I can successfully run TrueNAS x86_64, the stock image, in UTM as a VM on an arch64 host with great performance, but because UTM doesn’t support USB 3.2 Gen 2 I cannot connect my SATA cage.

If it were native arch64 the USB 3.2 support would be there (I gander).

PS: I run Podman Desktop off native Mac OS (the host), and from there I host ollama, open webui, and comfyui in containers.

I really with TrueNAS gave aarch64 a shot… the Mac Studio is attractive for its performance per watt. Way overpowered, but I’m loving this otherwise.

AFAIK, connecting data drives via USB is highly discouraged by truenas.

Running TrueNAS in a type 2 hypervisor for production is highly advised against.

As for the router, do as you please, but I wouldn’t want an essential piece of my network infrastructure to run vitualised on a desktop machine which can crash, be switched off, or reboot for reasons unrelated to update OPNsense itself.

…but not as a NAS. A closed machine with no user storage storage, no extension possibility whatsoever, and which uses a proprietary, undocumented, boot process. That’s about the worst possible hardware suggestion for a port.
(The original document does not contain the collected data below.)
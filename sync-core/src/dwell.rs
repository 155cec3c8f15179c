//! Continuous-compliance timer gating the close command.

use core::time::Duration;

/// Outcome of feeding one evaluation into the [`DwellTimer`].
#[derive(Copy, Clone, Debug, PartialEq)]
pub enum DwellProgress {
    /// The evaluation failed and the accumulator returned to zero.
    Reset,
    /// Compliant, but the dwell period has not yet elapsed.
    Accumulating { accumulated_sec: f64 },
    /// Compliant for at least the full dwell period.
    Satisfied { accumulated_sec: f64 },
}

/// Accumulates compliant time and resets on any non-compliant evaluation.
#[derive(Copy, Clone, Debug, PartialEq)]
pub struct DwellTimer {
    accumulated_sec: f64,
    period_sec: f64,
}

impl DwellTimer {
    #[must_use]
    pub const fn new(period_sec: f64) -> Self {
        Self {
            accumulated_sec: 0.0,
            period_sec,
        }
    }

    /// Records one evaluation verdict covering `elapsed` simulated time.
    pub fn record(&mut self, compliant: bool, elapsed: Duration) -> DwellProgress {
        if !compliant {
            self.reset();
            return DwellProgress::Reset;
        }

        self.accumulated_sec += elapsed.as_secs_f64();
        if self.accumulated_sec >= self.period_sec {
            DwellProgress::Satisfied {
                accumulated_sec: self.accumulated_sec,
            }
        } else {
            DwellProgress::Accumulating {
                accumulated_sec: self.accumulated_sec,
            }
        }
    }

    pub fn reset(&mut self) {
        self.accumulated_sec = 0.0;
    }

    #[must_use]
    pub const fn accumulated_sec(&self) -> f64 {
        self.accumulated_sec
    }

    #[must_use]
    pub const fn period_sec(&self) -> f64 {
        self.period_sec
    }

    /// Changes the required dwell without discarding accumulated time.
    pub fn set_period_sec(&mut self, period_sec: f64) {
        self.period_sec = period_sec;
    }
}

#[cfg(test)]
mod tests {
    use super::*;

    const TICK: Duration = Duration::from_secs(1);

    #[test]
    fn requires_two_one_second_ticks_for_default_dwell() {
        let mut timer = DwellTimer::new(1.2);
        assert_eq!(
            timer.record(true, TICK),
            DwellProgress::Accumulating {
                accumulated_sec: 1.0
            }
        );
        assert_eq!(
            timer.record(true, TICK),
            DwellProgress::Satisfied {
                accumulated_sec: 2.0
            }
        );
    }

    #[test]
    fn accumulator_grows_while_compliant() {
        let mut timer = DwellTimer::new(100.0);
        let mut previous = timer.accumulated_sec();
        for _ in 0..10 {
            timer.record(true, Duration::from_millis(250));
            assert!(timer.accumulated_sec() > previous);
            previous = timer.accumulated_sec();
        }
    }

    #[test]
    fn single_failure_resets_to_exactly_zero() {
        let mut timer = DwellTimer::new(100.0);
        for _ in 0..50 {
            timer.record(true, TICK);
        }
        assert_eq!(timer.record(false, TICK), DwellProgress::Reset);
        assert_eq!(timer.accumulated_sec().to_bits(), 0.0_f64.to_bits());
    }

    #[test]
    fn zero_elapsed_compliance_does_not_advance() {
        let mut timer = DwellTimer::new(1.0);
        timer.record(true, Duration::ZERO);
        assert_eq!(timer.accumulated_sec().to_bits(), 0.0_f64.to_bits());
    }
}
Is there a good thread to read up on the dangers of this? I would appreciate becoming more informed. It has been stable for me for ~2 years, but I have recognized USB as a fragile/finicky protocol in the past.

(Thank you)

The main draw for me here is how much functionality I’ve been able to consolidate into a surprisingly low-powered (and arguably over-engineered) single device:

  • It serves as my core router (running as a VM).
  • It’s on its way to becoming my NAS (also as a VM).
  • It hosts LLMs for LAN clients (currently using Ollama in Podman on macOS, but I’m planning to migrate this to Fedora CoreOS or Talos Linux in a VM).
  • It runs a ChatGPT-style web interface for local access (Open WebUI).
  • It powers ComfyUI for image generation (because memes matter).
  • It supports my SDR setup via OpenWebRX.
  • It also provides Headscale, Nextcloud, and other essentials for mobile devices in the family.

Admittedly, it’s a bit of a Frankenstein build—but considering how expensive utilities are here, I’m pretty pleased with the consolidation.

Without running TrueNAS in a VM, the whole setup idles around 20W. It does spike when all 8 disks spin up or when I push the LLMs hard. I’ve even considered ditching my laptop entirely and just using this Mac Studio server/router hybrid as my main device—essentially routing internet ↔ everything through it.

Previously, I used a Banana Pi BPI-R4 as the network core—router, switch, AP, the whole deal. Now it’s dedicated to AP duties, connected via 10Gbps backhaul to the switch. One of the major wins with the BPI-R4 is its dual 10Gbps SFP ports.

I’ve never had macOS completely fail on me—it’s not perfect, and I do have my privacy concerns—but its recovery system is something I really admire. That said, I think atomic Linux images are the future. You can trust an immutable image. I’m also keeping Mac OS available so I can use Jellyfin with hardware decoding. Support for the Apple GPU is not available yet on Linux (afaik).

Bonus: I can pull close to 10Gbps over Wi-Fi in my living room via the Banana Pi AP.

All of this is backed by a UPS, giving me roughly 2 hours of runtime during outages.